吹付硬質ウレタンフォーム+無機系不燃被覆

 

 2026年3月、国土交通省より「防火材料の安全性向上に関するガイドライン」が公表されました。

 高い断熱性能を誇る「ウレタン系現場発泡不燃断熱材」は、今後も工場・倉庫・特殊建築物をはじめとする大空間建築において、不可欠な断熱工法の一つです。 近年は、内装制限が求められる見え掛かり部分はもちろん、天井裏や壁内といった隠蔽空間にいたるまで、「防火安全性を重視した仕様」として不燃ウレタンを採用する事例が急増しています。また、法令の枠組みを超え、独自に「安全性を最優先した断熱仕様」を選択するデベロッパーや設計者、建築主も少なくありません。

 しかし、今回のガイドライン公表に象徴されるように、今後は内装制限の遵守にとどまらず、「特殊閉鎖空間」でのリスク回避や「実火災時の安全性」を見据えた施工仕様への配慮が、一歩進んで求められるようになります。

 こうした背景から、これからの建築において、さらなる防火安全対策を可能にする「吹付硬質ウレタンフォーム+無機系不燃被覆」の組み合わせが、今後ますます重要な役割を担うと想定されます。


「安全性」と「美観」を両立するハイブリッド工法

 吹付硬質ウレタンフォームのメリットである「高い断熱性・気密性」を活かしつつ、表面をセラミック系湿式耐火被覆材(不燃材料)で包み込むことで、以下の2つの大きなメリットが得られます。

1. 確実な防火安全性の確保

 無機系の不燃材料で表面を覆うことで、万が一の火災時の延焼リスクを大幅に低減。
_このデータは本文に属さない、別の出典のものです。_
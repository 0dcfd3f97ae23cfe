//! Cooperative shutdown flag
//!
//! The only thing that happens in signal context is a store to an atomic
//! bool (via `signal-hook`'s flag registration). The run loop polls the
//! flag between items; persisting the shutdown request is done by the
//! thread that observes it.

use crate::error::{OrchestratorError, Result};
use signal_hook::consts::signal::{SIGINT, SIGTERM};
use std::sync::atomic::{AtomicBool, Ordering};
use std::sync::Arc;
use tracing::info;

/// Exit status used when a second SIGINT arrives during graceful shutdown
pub const FORCE_EXIT_STATUS: i32 = 130;

#[derive(Debug, Clone, Default)]
pub struct ShutdownSignal {
    flag: Arc<AtomicBool>,
}

impl ShutdownSignal {
    pub fn new() -> Self {
        Self::default()
    }

    /// Route SIGINT/SIGTERM into this flag
    ///
    /// A SIGINT received while the flag is already set terminates the
    /// process with [`FORCE_EXIT_STATUS`].
    pub fn register_os_signals(&self) -> Result<()> {
        // Order matters: the conditional shutdown must see the flag before
        // the plain registration sets it for the first signal.
        signal_hook::flag::register_conditional_shutdown(
            SIGINT,
            FORCE_EXIT_STATUS,
            Arc::clone(&self.flag),
        )
        .map_err(|e| OrchestratorError::config(format!("failed to register SIGINT: {}", e)))?;

        for signal in [SIGINT, SIGTERM] {
            signal_hook::flag::register(signal, Arc::clone(&self.flag)).map_err(|e| {
                OrchestratorError::config(format!("failed to register signal {}: {}", signal, e))
            })?;
        }

        info!("Registered SIGINT/SIGTERM handlers for graceful shutdown");
        Ok(())
    }

    /// Request shutdown from non-signal sources (tests, callbacks)
    pub fn request(&self) {
        self.flag.store(true, Ordering::SeqCst);
    }

    pub fn is_requested(&self) -> bool {
        self.flag.load(Ordering::SeqCst)
    }

    /// Clear the flag for a fresh run
    pub fn reset(&self) {
        self.flag.store(false, Ordering::SeqCst);
    }
}
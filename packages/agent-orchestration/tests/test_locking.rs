//! Resource lock behavior under contention

use agent_orchestration::{
    worker_fn, LockMode, LockOwner, ResourceLockManager, TaskRunner, WorkOutput,
};
use std::fs;
use std::sync::atomic::{AtomicUsize, Ordering};
use std::sync::Arc;
use std::thread;
use std::time::Duration;
use tempfile::TempDir;

#[test]
fn test_exclusive_lock_admits_one_holder_at_a_time() {
    let locks = Arc::new(ResourceLockManager::new(
        Duration::from_secs(10),
        Duration::from_secs(60),
    ));
    let inside = Arc::new(AtomicUsize::new(0));
    let max_inside = Arc::new(AtomicUsize::new(0));

    let handles: Vec<_> = (0..8)
        .map(|i| {
            let locks = Arc::clone(&locks);
            let inside = Arc::clone(&inside);
            let max_inside = Arc::clone(&max_inside);
            thread::spawn(move || {
                let owner = LockOwner::new(format!("thread-{}", i));
                for _ in 0..5 {
                    locks
                        .acquire_as(
                            "shared.txt",
                            LockMode::Exclusive,
                            Duration::from_secs(10),
                            &owner,
                        )
                        .expect("lock within timeout");
                    let now = inside.fetch_add(1, Ordering::SeqCst) + 1;
                    max_inside.fetch_max(now, Ordering::SeqCst);
                    thread::sleep(Duration::from_millis(1));
                    inside.fetch_sub(1, Ordering::SeqCst);
                    assert!(locks.release_as("shared.txt", &owner));
                }
            })
        })
        .collect();

    for handle in handles {
        handle.join().unwrap();
    }
    assert_eq!(max_inside.load(Ordering::SeqCst), 1);
    assert_eq!(locks.active_count(), 0);
}

#[test]
fn test_shared_holders_block_exclusive() {
    let locks = ResourceLockManager::default();
    let reader_a = LockOwner::new("reader-a");
    let reader_b = LockOwner::new("reader-b");
    let writer = LockOwner::new("writer");

    assert!(locks.try_acquire_as("doc", LockMode::Shared, &reader_a).is_some());
    assert!(locks.try_acquire_as("doc", LockMode::Shared, &reader_b).is_some());
    assert!(locks.try_acquire_as("doc", LockMode::Exclusive, &writer).is_none());
    assert_eq!(locks.holders("doc").len(), 2);

    // Only the owner can release
    assert!(!locks.release_as("doc", &writer));
    assert!(locks.release_as("doc", &reader_a));
    assert!(locks.release_as("doc", &reader_b));
    assert!(locks.try_acquire_as("doc", LockMode::Exclusive, &writer).is_some());
}

#[test]
fn test_waiter_wakes_when_holder_releases() {
    let locks = Arc::new(ResourceLockManager::default());
    let holder = LockOwner::new("holder");
    locks
        .try_acquire_as("res", LockMode::Exclusive, &holder)
        .unwrap();

    let waiter = {
        let locks = Arc::clone(&locks);
        thread::spawn(move || {
            locks
                .acquire_as(
                    "res",
                    LockMode::Exclusive,
                    Duration::from_secs(5),
                    &LockOwner::new("waiter"),
                )
                .is_some()
        })
    };

    thread::sleep(Duration::from_millis(50));
    assert!(locks.release_as("res", &holder));
    assert!(waiter.join().unwrap());
}

#[test]
fn test_expired_lock_is_reclaimed() {
    let locks = ResourceLockManager::new(Duration::from_secs(1), Duration::from_millis(30));
    let stale = LockOwner::new("crashed-worker");
    locks
        .try_acquire_as("res", LockMode::Exclusive, &stale)
        .unwrap();

    thread::sleep(Duration::from_millis(60));
    assert!(!locks.is_locked("res"));
    assert!(locks
        .try_acquire_as("res", LockMode::Exclusive, &LockOwner::new("fresh"))
        .is_some());
}

#[test]
fn test_runner_skips_item_held_elsewhere_and_retries_next_run() {
    let dir = TempDir::new().unwrap();
    let files: Vec<_> = ["one.txt", "two.txt", "three.txt"]
        .iter()
        .map(|name| {
            let path = dir.path().join(name);
            fs::write(&path, name).unwrap();
            path
        })
        .collect();

    let locks = Arc::new(ResourceLockManager::default());
    let outsider = LockOwner::new("another-process");
    let held = files[1].to_string_lossy().into_owned();
    locks
        .try_acquire_as(&held, LockMode::Exclusive, &outsider)
        .unwrap();

    let runner = TaskRunner::builder()
        .lock_manager(Arc::clone(&locks))
        .lock_timeout(Duration::from_millis(50))
        .build();
    let calls = AtomicUsize::new(0);
    let worker = worker_fn(|_| {
        calls.fetch_add(1, Ordering::SeqCst);
        Ok(WorkOutput::unchanged())
    });

    let summary = runner.run(&files, &worker).unwrap();
    assert_eq!(summary.successful, 2);
    assert_eq!(summary.failed, 1);
    assert_eq!(summary.metrics.lock_timeouts, 1);
    assert_eq!(calls.load(Ordering::SeqCst), 2);
    // Run-owned locks are all released; the outsider's survives
    assert_eq!(locks.active_count(), 1);

    assert!(locks.release_as(&held, &outsider));
    let retry = runner.run(&files, &worker).unwrap();
    assert_eq!(retry.processed, 1);
    assert_eq!(retry.results[0].identity, held);
}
法規や消防指摘事項への適合はもちろん、建物の資産価値や安全性を守ります。

2. 「黄変」を防ぎ、清潔感のある美観を維持

 吹付硬質ウレタンフォームは、特性上、紫外線や経年劣化によって黄色く変色する「黄変(おうへん)」が避けられません。 特に工場や倉庫、店舗など、断熱材が直接目に触れる「見え掛り(みえがかり)」の部分においては、白く均一な表面を作る不燃被覆を施すことで、清潔感のある明るい空間を長期にわたって維持することが可能です。

【主な活用シーン】

「断熱・結露対策」と「防火」、そして「仕上がりの美しさ」のすべてが求められる部位に最適です。
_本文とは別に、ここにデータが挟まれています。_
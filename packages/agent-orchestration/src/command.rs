//! Subprocess execution with a hard timeout and bounded retries

use crate::config::RetryConfig;
use crate::error::{OrchestratorError, Result};
use crate::fingerprint::hash_file;
use crate::job::{retry_backoff, WorkItem};
use crate::worker::{AsyncWorker, WorkOutput};
use async_trait::async_trait;
use serde::{Deserialize, Serialize};
use std::path::PathBuf;
use std::process::Stdio;
use std::time::{Duration, Instant};
use tokio::process::Command;
use tracing::{debug, warn};

/// Placeholder replaced by the item path in argument templates
pub const FILE_PLACEHOLDER: &str = "{file}";

#[derive(Debug, Clone, PartialEq, Eq, Serialize, Deserialize)]
#[serde(tag = "type", rename_all = "snake_case")]
pub enum CommandStatus {
    Success,
    Failed { exit_code: Option<i32> },
    TimedOut,
}

#[derive(Debug, Clone, Serialize, Deserialize)]
pub struct CommandOutcome {
    pub status: CommandStatus,
    pub stdout: String,
    pub stderr: String,
    /// Invocations made, including the successful one
    pub attempts: u32,
    pub elapsed_secs: f64,
}

impl CommandOutcome {
    pub fn is_success(&self) -> bool {
        self.status == CommandStatus::Success
    }
}

#[derive(Debug, Clone)]
pub struct CommandRunner {
    timeout: Duration,
    max_retries: u32,
    backoff_cap: Duration,
    current_dir: Option<PathBuf>,
}

impl CommandRunner {
    pub fn new(timeout: Duration) -> Self {
        Self {
            timeout,
            max_retries: 0,
            backoff_cap: Duration::from_secs(30),
            current_dir: None,
        }
    }

    pub fn from_config(config: &RetryConfig) -> Self {
        Self::new(config.command_timeout()).with_retries(config.max_retries, config.backoff_cap())
    }

    pub fn with_retries(mut self, max_retries: u32, backoff_cap: Duration) -> Self {
        self.max_retries = max_retries;
        self.backoff_cap = backoff_cap;
        self
    }

    pub fn current_dir(mut self, dir: impl Into<PathBuf>) -> Self {
        self.current_dir = Some(dir.into());
        self
    }

    pub fn timeout(&self) -> Duration {
        self.timeout
    }

    /// Single invocation; the child is killed if it outlives the timeout
    ///
    /// `Err` only when the program cannot be started.
    pub async fn run_once(&self, program: &str, args: &[String]) -> Result<CommandOutcome> {
        let mut command = Command::new(program);
        command
            .args(args)
            .stdin(Stdio::null())
            .stdout(Stdio::piped())
            .stderr(Stdio::piped())
            .kill_on_drop(true);
        if let Some(dir) = &self.current_dir {
            command.current_dir(dir);
        }

        let start = Instant::now();
        let child = command.spawn().map_err(|e| {
            OrchestratorError::CommandFailed(format!("failed to spawn {}: {}", program, e))
        })?;

        let outcome = match tokio::time::timeout(self.timeout, child.wait_with_output()).await {
            Ok(Ok(output)) => CommandOutcome {
                status: if output.status.success() {
                    CommandStatus::Success
                } else {
                    CommandStatus::Failed {
                        exit_code: output.status.code(),
                    }
                },
                stdout: String::from_utf8_lossy(&output.stdout).into_owned(),
                stderr: String::from_utf8_lossy(&output.stderr).into_owned(),
                attempts: 1,
                elapsed_secs: start.elapsed().as_secs_f64(),
            },
            Ok(Err(e)) => {
                return Err(OrchestratorError::CommandFailed(format!(
                    "failed waiting for {}: {}",
                    program, e
                )))
            }
            // Dropping the wait future drops the child, which kills it
            Err(_) => CommandOutcome {
                status: CommandStatus::TimedOut,
                stdout: String::new(),
                stderr: String::new(),
                attempts: 1,
                elapsed_secs: start.elapsed().as_secs_f64(),
            },
        };
        Ok(outcome)
    }

    /// Invoke, retrying non-zero exits and timeouts up to `max_retries`
    ///
    /// Waits `min(2^attempt, backoff_cap)` seconds between attempts.
    pub async fn run(&self, program: &str, args: &[String]) -> Result<CommandOutcome> {
        let start = Instant::now();
        let mut attempt = 0u32;
        loop {
            attempt += 1;
            let mut outcome = self.run_once(program, args).await?;
            outcome.attempts = attempt;
            outcome.elapsed_secs = start.elapsed().as_secs_f64();

            if outcome.is_success() || attempt > self.max_retries {
                if !outcome.is_success() {
                    warn!(program, attempts = attempt, status = ?outcome.status, "command gave up");
                }
                return Ok(outcome);
            }

            let backoff = retry_backoff(attempt, self.backoff_cap);
            debug!(
                program,
                attempt,
                status = ?outcome.status,
                backoff_ms = backoff.as_millis() as u64,
                "command failed, retrying"
            );
            tokio::time::sleep(backoff).await;
        }
    }
}

/// Runs a program per item and reports whether the item's file changed
pub struct CommandWorker {
    program: String,
    args: Vec<String>,
    runner: CommandRunner,
}

impl CommandWorker {
    pub fn new(program: impl Into<String>, args: Vec<String>, runner: CommandRunner) -> Self {
        Self {
            program: program.into(),
            args,
            runner,
        }
    }

    /// Substitute `{file}`; the path is appended when no argument mentions it
    pub fn render_args(&self, item: &WorkItem) -> Vec<String> {
        let file = item.identity.as_str();
        let mut rendered: Vec<String> = self
            .args
            .iter()
            .map(|a| a.replace(FILE_PLACEHOLDER, file))
            .collect();
        if !self.args.iter().any(|a| a.contains(FILE_PLACEHOLDER)) {
            rendered.push(file.to_string());
        }
        rendered
    }
}

#[async_trait]
impl AsyncWorker for CommandWorker {
    async fn process(&self, item: &WorkItem) -> anyhow::Result<WorkOutput> {
        let before = hash_file(item.path()).ok();
        let args = self.render_args(item);
        let outcome = self.runner.run(&self.program, &args).await?;

        match &outcome.status {
            CommandStatus::Success => {}
            CommandStatus::TimedOut => {
                return Err(OrchestratorError::Timeout(format!(
                    "{} on {} exceeded {:?} ({} attempts)",
                    self.program,
                    item.identity,
                    self.runner.timeout(),
                    outcome.attempts
                ))
                .into())
            }
            CommandStatus::Failed { exit_code } => {
                let stderr = outcome.stderr.trim();
                return Err(OrchestratorError::CommandFailed(format!(
                    "{} on {} exited with {:?} after {} attempts: {}",
                    self.program, item.identity, exit_code, outcome.attempts, stderr
                ))
                .into());
            }
        }

        let after = hash_file(item.path()).ok();
        Ok(WorkOutput {
            changed: before != after,
            detail: Some(serde_json::json!({
                "attempts": outcome.attempts,
                "elapsed_secs": outcome.elapsed_secs,
            })),
        })
    }

    fn name(&self) -> &str {
        &self.program
    }
}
 ● 内装制限・見え掛り部位: 工場・倉庫の天井や壁面など、直接目に触れる場所

 ● 特殊空間・閉鎖空間: 天井裏、壁内、機械室等の防火安全対策

 ● 資産価値の保護: BCP(事業継続計画)の観点から、法令以上の安全性を求める建築主様による採用


ウエダ建工の強み:断熱から不燃処理までの一貫施工

断熱工事と不燃被覆工事は、別々の業者が担当するのが一般的ですが、ウエダ建工ではこの両工程を一貫して自社で管理・施工いたします。